現場取材 消えた 生々しい現実 検閲態勢で楽観的紙面に
「被爆者續々(ぞくぞく)と死亡 絶えぬ街の火葬」-。長崎新聞は、原爆の投下から1カ月余りたった1945年9月15日付で爆心直下の浦上の惨状を伝えるルポを掲載した。損壊した浦上天主堂を訪ねた記者は、あちこちで死体を焼く様子を目撃。紫斑や脱毛などの急性症状で次々に亡くなる人々や信者の遺体が掘り起こされずにいる状況を報じた。
だが、被爆地の現実を生々しく伝える記事はその後、紙面から消えていく。連合国軍総司令部(GHQ)は19日にプレスコード(新聞遵則=じゅんそく)を発令、検閲態勢を築いた。
「原爆症で苦しむ人々のことも、貧困にあえぐ被爆者のことも、何ら触れられていなかった。当時、新聞に掲載された原爆症関係の記事といえば楽観的なものばかりだった」。原爆投下時に同盟通信(共同通信などの前身)長崎支局の記者だった松野秀雄(2000年82歳で死去)は「プレスコードなど制約があったとはいえ、努力が不十分だった」と、著書で占領期の報道を自戒している。
当時の長崎新聞には「原子症状・峠を越す 現在は殆(ほとん)ど貧血病」(45年9月23日付)「起上(おきあが)る槌(つち)の音 長崎復興始まる」(46年2月15日付)など、楽観的な見地が紹介され、戦災復興の色彩も濃い。
一方、長崎市在住で45年12月から大手紙の長崎支局でカメラマンを務めた高原至(90)は、こうした一連の報道について、被爆地を包む当時の空気感が反映されていたと考える。
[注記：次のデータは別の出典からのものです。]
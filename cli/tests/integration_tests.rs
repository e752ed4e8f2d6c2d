use assert_cmd::Command;
use predicates::prelude::*;
use serde_json::Value;

/// The demo binary with a deterministic environment.
fn demo() -> Command {
    let mut cmd = Command::cargo_bin("cmdopts-demo").expect("binary is built");
    cmd.env("NO_COLOR", "1").env_remove("RUST_LOG");
    cmd
}

// ---------------------------------------------------------------------------
// Successful launches
// ---------------------------------------------------------------------------

#[test]
fn launch_prints_resolved_config() {
    demo()
        .args(["-d", "--open", "notes.txt", "-g", "1280x800+10-5", "a", "b"])
        .assert()
        .success()
        .stdout(predicate::str::contains("development: true"))
        .stdout(predicate::str::contains("open: notes.txt"))
        .stdout(predicate::str::contains("geometry: 1280x800+10-5"))
        .stdout(predicate::str::contains("arguments: a b"));
}

#[test]
fn launch_without_arguments() {
    demo()
        .assert()
        .success()
        .stdout("development: false\nopen: -\ngeometry: -\narguments: \n");
}

#[test]
fn help_goes_to_stdout() {
    demo()
        .arg("--help")
        .assert()
        .success()
        .stdout(predicate::str::starts_with(
            "Usage: cmdopts-demo [OPTIONS] [ARGS]...\n\n",
        ))
        .stdout(predicate::str::contains("-d  --development   Enable development mode"))
        .stdout(predicate::str::contains("    --list-options  List declared options and exit"))
        .stderr(predicate::str::is_empty());
}

#[test]
fn list_options_as_json() {
    let output = demo().arg("--list-options=json").output().unwrap();
    assert!(output.status.success());

    let listed: Value = serde_json::from_slice(&output.stdout).expect("valid JSON");
    let options = listed.as_array().unwrap();
    assert_eq!(options.len(), 7);
    assert_eq!(options[0]["long_name"], "help");
    assert_eq!(options[0]["short_char"], "h");
    assert_eq!(options[3]["kind"], "required");
    assert!(options[3]["pattern"].as_str().unwrap().starts_with(r"(\d{3,4})"));
}

#[test]
fn list_options_as_text() {
    demo()
        .arg("--list-options")
        .assert()
        .success()
        .stdout(predicate::str::contains("--open -o required\n"))
        .stdout(predicate::str::contains("--no-color flag\n"));
}

#[test]
fn verbose_logs_every_dispatched_option() {
    demo()
        .args(["-v", "-d", "x"])
        .assert()
        .success()
        .stdout(predicate::str::contains("development: true"))
        .stderr(predicate::str::contains("Dispatching option"))
        .stderr(predicate::str::contains("development"));
}

#[test]
fn quiet_by_default() {
    demo()
        .args(["-d", "x"])
        .assert()
        .success()
        .stderr(predicate::str::is_empty());
}

// ---------------------------------------------------------------------------
// Usage errors
// ---------------------------------------------------------------------------

#[test]
fn unknown_option_exits_with_usage() {
    demo()
        .arg("--undefined-option")
        .assert()
        .code(2)
        .stdout(predicate::str::is_empty())
        .stderr(predicate::str::starts_with(
            "error: unknown option: --undefined-option\n",
        ))
        .stderr(predicate::str::contains("-h  --help"));
}

#[test]
fn rejected_geometry_exits_with_usage() {
    demo()
        .args(["--geometry", "huge"])
        .assert()
        .code(2)
        .stderr(predicate::str::contains("invalid value \"huge\" for option --geometry"));
}

#[test]
fn short_assignment_exits_with_usage() {
    demo()
        .arg("-o=file")
        .assert()
        .code(2)
        .stderr(predicate::str::contains("short options do not take '=' values: -o=file"));
}

#[test]
fn missing_value_exits_with_usage() {
    demo()
        .arg("--open")
        .assert()
        .code(2)
        .stderr(predicate::str::contains("missing value for option --open"));
}
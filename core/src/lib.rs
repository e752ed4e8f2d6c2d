//! Option definitions for GNU-style command-line parsing.
//!
//! This crate holds the declarative half of `cmdopts`:
//!
//! - [`OptionSpec`]: one option with a long name, an optional short
//!   character, a [`OptionKind`] and description lines.
//! - [`OptionRegistry`]: a fallible builder that enforces unique long names
//!   and short characters and compiles value patterns at registration time.
//! - [`OptionSummary`]: a serializable snapshot of a spec for listings.
//!
//! Parsing and help rendering live in the `cmdopts` crate.
//!
//! # Example
//!
//! ```
//! use cmdopts_core::*;
//!
//! let registry = OptionRegistry::new()
//!     .add_flag("help", Some('h'), ["Show this help"])?
//!     .add_parameter(
//!         "geometry",
//!         Some('g'),
//!         ValueRequirement::Required,
//!         Some(r"(\d{3,4})[xX](\d{3,4})"),
//!         ["Initial window size, WxH"],
//!     )?;
//!
//! assert_eq!(registry.get_short('g').unwrap().long_name(), "geometry");
//! assert!(registry.get("help").unwrap().is_flag());
//! # Ok::<(), DefinitionError>(())
//! ```

mod registry;
mod types;

pub use registry::{DefinitionError, OptionRegistry};
pub use types::*;
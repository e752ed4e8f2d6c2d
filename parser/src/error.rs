//! Error types for command-line parsing.
//!
//! Every grammar violation aborts the current parse with a [`ParseError`].
//! Callers usually print the message together with the formatted option
//! description and exit with a non-zero status.

use thiserror::Error;

/// Errors raised while parsing an argument vector.
#[derive(Debug, Clone, PartialEq, Eq, Error)]
pub enum ParseError {
    /// `--name` where `name` is not registered.
    #[error("unknown option: --{0}")]
    UnknownLongOption(String),

    /// A cluster character that is not a registered short option.
    #[error("unknown option: -{0}")]
    UnknownShortOption(char),

    /// Short option written as `-x=value`.
    #[error("short options do not take '=' values: {0}")]
    ShortOptionAssignment(String),

    /// A required value is missing at the end of the arguments.
    #[error("missing value for option --{0}")]
    MissingValue(String),

    /// A flag written as `--flag=value`.
    #[error("option --{0} does not take a value")]
    UnexpectedValue(String),

    /// A value that does not match the option's pattern.
    #[error("invalid value {value:?} for option --{name}: expected a match for {pattern}")]
    RejectedValue {
        name: String,
        value: String,
        pattern: String,
    },
}

/// Convenience alias for results with [`ParseError`].
pub type Result<T> = std::result::Result<T, ParseError>;
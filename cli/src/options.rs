//! Options understood by the demo launcher.

use cmdopts::{CommandLineParser, DefinitionError, OptionRegistry, ValueRequirement};

pub const HELP: &str = "help";
pub const DEVELOPMENT: &str = "development";
pub const OPEN: &str = "open";
pub const GEOMETRY: &str = "geometry";
pub const VERBOSE: &str = "verbose";
pub const NO_COLOR: &str = "no-color";
pub const LIST_OPTIONS: &str = "list-options";

/// `WxH` with an optional `+X+Y` position; each offset may be negative.
pub const GEOMETRY_PATTERN: &str = r"(\d{3,4})[xX](\d{3,4})(([+-])(\d{1,4})([+-])(\d{1,4}))?";

pub fn build_parser() -> Result<CommandLineParser, DefinitionError> {
    let registry = OptionRegistry::new()
        .add_flag(HELP, Some('h'), ["Show this help and exit"])?
        .add_flag(DEVELOPMENT, Some('d'), ["Enable development mode"])?
        .add_parameter(
            OPEN,
            Some('o'),
            ValueRequirement::Required,
            None,
            ["Open PATH on startup"],
        )?
        .add_parameter(
            GEOMETRY,
            Some('g'),
            ValueRequirement::Required,
            Some(GEOMETRY_PATTERN),
            [
                "Initial window geometry, WxH[+X+Y]",
                "width and height take 3-4 digits, e.g. 1280x800+0+0",
            ],
        )?
        .add_flag(VERBOSE, Some('v'), ["Log every received option"])?
        .add_flag(NO_COLOR, None, ["Never colorize help output"])?
        .add_parameter(
            LIST_OPTIONS,
            None,
            ValueRequirement::Optional,
            Some("text|json"),
            ["List declared options and exit", "FORMAT is text (default) or json"],
        )?;

    Ok(CommandLineParser::new(registry))
}

#[cfg(test)]
mod tests {
    use super::*;

    #[test]
    fn test_build_parser_registers_everything() {
        let parser = build_parser().unwrap();
        let registry = parser.registry();

        assert_eq!(registry.len(), 7);
        assert_eq!(registry.get_short('g').unwrap().long_name(), GEOMETRY);
        assert!(registry.get(LIST_OPTIONS).unwrap().short_char().is_none());
    }

    #[test]
    fn test_geometry_pattern() {
        let parser = build_parser().unwrap();

        for value in ["800x600", "1920X1080", "1280x800+0+0", "640x480-10+25"] {
            assert!(parser.parse_collect(["-g", value]).is_ok(), "{value}");
        }
        for value in ["80x60", "800x600+1", "big", "800x600+0+0+0"] {
            assert!(parser.parse_collect(["-g", value]).is_err(), "{value}");
        }
    }
}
高原は、GHQ関係者に同行し浦上に取材に出掛けたこともあった。その際、特に撮影禁止の指示は受けなかったという。長崎の港を撮影することさえも、憲兵隊に止められた戦時下と比べれば雲泥の差だった。
終戦直後の浦上は一面焼け野原。生存者はトタンや板切れを集めてきて粗末なバラック小屋を建て、石油缶を七輪代わりに煮炊きしていた。自身も原爆で叔父を失った高原は述懐する。